Running can be the most challenging leg of a triathlon for many athletes. Not because the time it takes to improve (think building strength on the bike), the technique needed (think swimming) but because many people struggle with how they can become a faster and more efficient runner. Many people struggle with how can they get faster and more efficient on race day. The other issue facing many athletes is avoiding running injuries that are more likely to occur over swimming or cycling injuries.
It is critical that you remain consistent in your running training. Week in week out throughout your race build, remaining consistent is the fundamental rule to becoming a better runner. Consistency not only helps you become fitter and faster but the more you train your running muscles building strength in the weak areas the lower the chances of you becoming injured. It is also important to add variation to your run program. No matter how many easy runs you do per week eventually your improvements will stagnate and this is where speed, fartlek, strength endurance, long runs and runs of the bike are important sessions to add to your running program.
To get faster, you need to run faster and this means getting uncomfortable in training. Some staple speed sessions include 12x 400s with a 200m float (a very easy paced run). 4-6X1kms with a 200m float or a pyramid set of 1km, 800m, 400m, 400m, 800m, 1km with 200m float. The focus of the session needs to be on running at race pace over the distance of the interval, and this means yes, you will get uncomfortable.

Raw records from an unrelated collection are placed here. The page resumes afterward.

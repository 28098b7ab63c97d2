use serde::Deserialize;

/// Default Gemini model used for insight generation.
pub const DEFAULT_GEMINI_MODEL: &str = "gemini-2.5-flash";
pub const DEFAULT_GEMINI_BASE_URL: &str = "https://generativelanguage.googleapis.com";
pub const DEFAULT_HUBSPOT_BASE_URL: &str = "https://api.hubapi.com";

#[derive(Debug, Clone, Deserialize)]
pub struct Config {
    pub port: u16,
    pub gemini_api_key: Option<String>, // Missing key only disables insights
    pub gemini_model: String,
    pub gemini_base_url: String,
    pub hubspot_token: Option<String>, // Missing token turns CRM calls into log lines
    pub hubspot_base_url: String,
    pub session_ttl_secs: u64,
}

impl Config {
    pub fn from_env() -> anyhow::Result<Self> {
        dotenvy::dotenv().ok();

        let config = Self {
            port: std::env::var("PORT")
                .unwrap_or_else(|_| "3000".to_string())
                .parse()
                .map_err(|_| anyhow::anyhow!("PORT must be a valid number between 1-65535"))?,
            gemini_api_key: std::env::var("GEMINI_API_KEY")
                .ok()
                .filter(|s| !s.trim().is_empty()),
            gemini_model: std::env::var("GEMINI_MODEL")
                .unwrap_or_else(|_| DEFAULT_GEMINI_MODEL.to_string())
                .trim()
                .to_string(),
            gemini_base_url: std::env::var("GEMINI_BASE_URL")
                .unwrap_or_else(|_| DEFAULT_GEMINI_BASE_URL.to_string())
                .trim_end_matches('/')
                .to_string(),
            hubspot_token: std::env::var("HUBSPOT_TOKEN")
                .ok()
                .filter(|s| !s.trim().is_empty()),
            hubspot_base_url: std::env::var("HUBSPOT_BASE_URL")
                .unwrap_or_else(|_| DEFAULT_HUBSPOT_BASE_URL.to_string())
                .trim_end_matches('/')
                .to_string(),
            session_ttl_secs: std::env::var("SESSION_TTL_SECS")
                .unwrap_or_else(|_| "86400".to_string())
                .parse()
                .map_err(|_| anyhow::anyhow!("SESSION_TTL_SECS must be a positive integer"))?,
        };

        if config.gemini_model.is_empty() {
            anyhow::bail!("GEMINI_MODEL cannot be empty");
        }
        for (name, url) in [
            ("GEMINI_BASE_URL", &config.gemini_base_url),
            ("HUBSPOT_BASE_URL", &config.hubspot_base_url),
        ] {
            if !url.starts_with("http://") && !url.starts_with("https://") {
                anyhow::bail!("{} must start with http:// or https://", name);
            }
        }
        if config.session_ttl_secs == 0 {
            anyhow::bail!("SESSION_TTL_SECS must be greater than zero");
        }

        // Log successful configuration load (without sensitive values)
        tracing::info!("Configuration loaded successfully");
        tracing::debug!("Gemini model: {}", config.gemini_model);
        tracing::debug!("Gemini Base URL: {}", config.gemini_base_url);
        if config.gemini_api_key.is_none() {
            tracing::warn!("GEMINI_API_KEY not set - insights will be unavailable");
        }
        if config.hubspot_token.is_some() {
            tracing::info!("HubSpot sync enabled: {}", config.hubspot_base_url);
        } else {
            tracing::warn!("HUBSPOT_TOKEN not set - CRM calls will only be logged");
        }
        tracing::debug!("Session TTL: {}s", config.session_ttl_secs);
        tracing::debug!("Server Port: {}", config.port);

        Ok(config)
    }
}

A fartlek session is another type of speed session that introduces faster running in training. Fartlek training is a perfect way to switch gears and build tolerance to changing speeds and comfort levels. A popular fartlek session is known as the ‘Mona Fartlek’. It consists of 2x90sec, 4x60sec intervals, 4x30sec intervals and 4x15sec intervals with a tempo recovery of the same duration between each repetition. Fartlek sessions can also be an easier way mentally to add speed into your program if doing speed work alone as the run can be done on a scenic route as opposed to around a track.
Hill repeats add strength and muscular endurance to your running training. It is as simple as finding a hill that allows either a short sharp effort or a sustained strength effort depending on your goals. Jog down as recovery and repeat for 4-6 efforts. Ensure adequate warm up and cool down is completed around 10-20 minutes each side.
A long run is a critical and integral part of your running program. The major benefit of a long run is it allows you to increase your VO2 max and aerobic efficiency that is critical to endurance sports such as triathlon. You’ll need to recruit a seriously good running friend as your long run needs to be completed at a conversational pace (around <80% max heart rate) or a good playlist should set you up for the longer days pounding the pavement.
Run of the bike
You do it on race day and it needs to be practiced in training. It is good to try and incorporate a short run off your long ride. To start with think short and easy, stay relaxed and get used to the feeling of coming of a big ride and onto a run. A good starting point is 20 mins. As you progress and get more comfortable you can increase time and pace. Make sure you add these runs to your total run mileage for the week and adjust other training sessions to avoid over training and injury.
These sessions should add some direction and purpose to improve your running training. With the high injury risk of running ensure you are listening to your body and gradually increase your mileage and intensity of sessions. To stay as bulletproof as possible on the run strength training in the gym is also a critical component to consider adding to your training.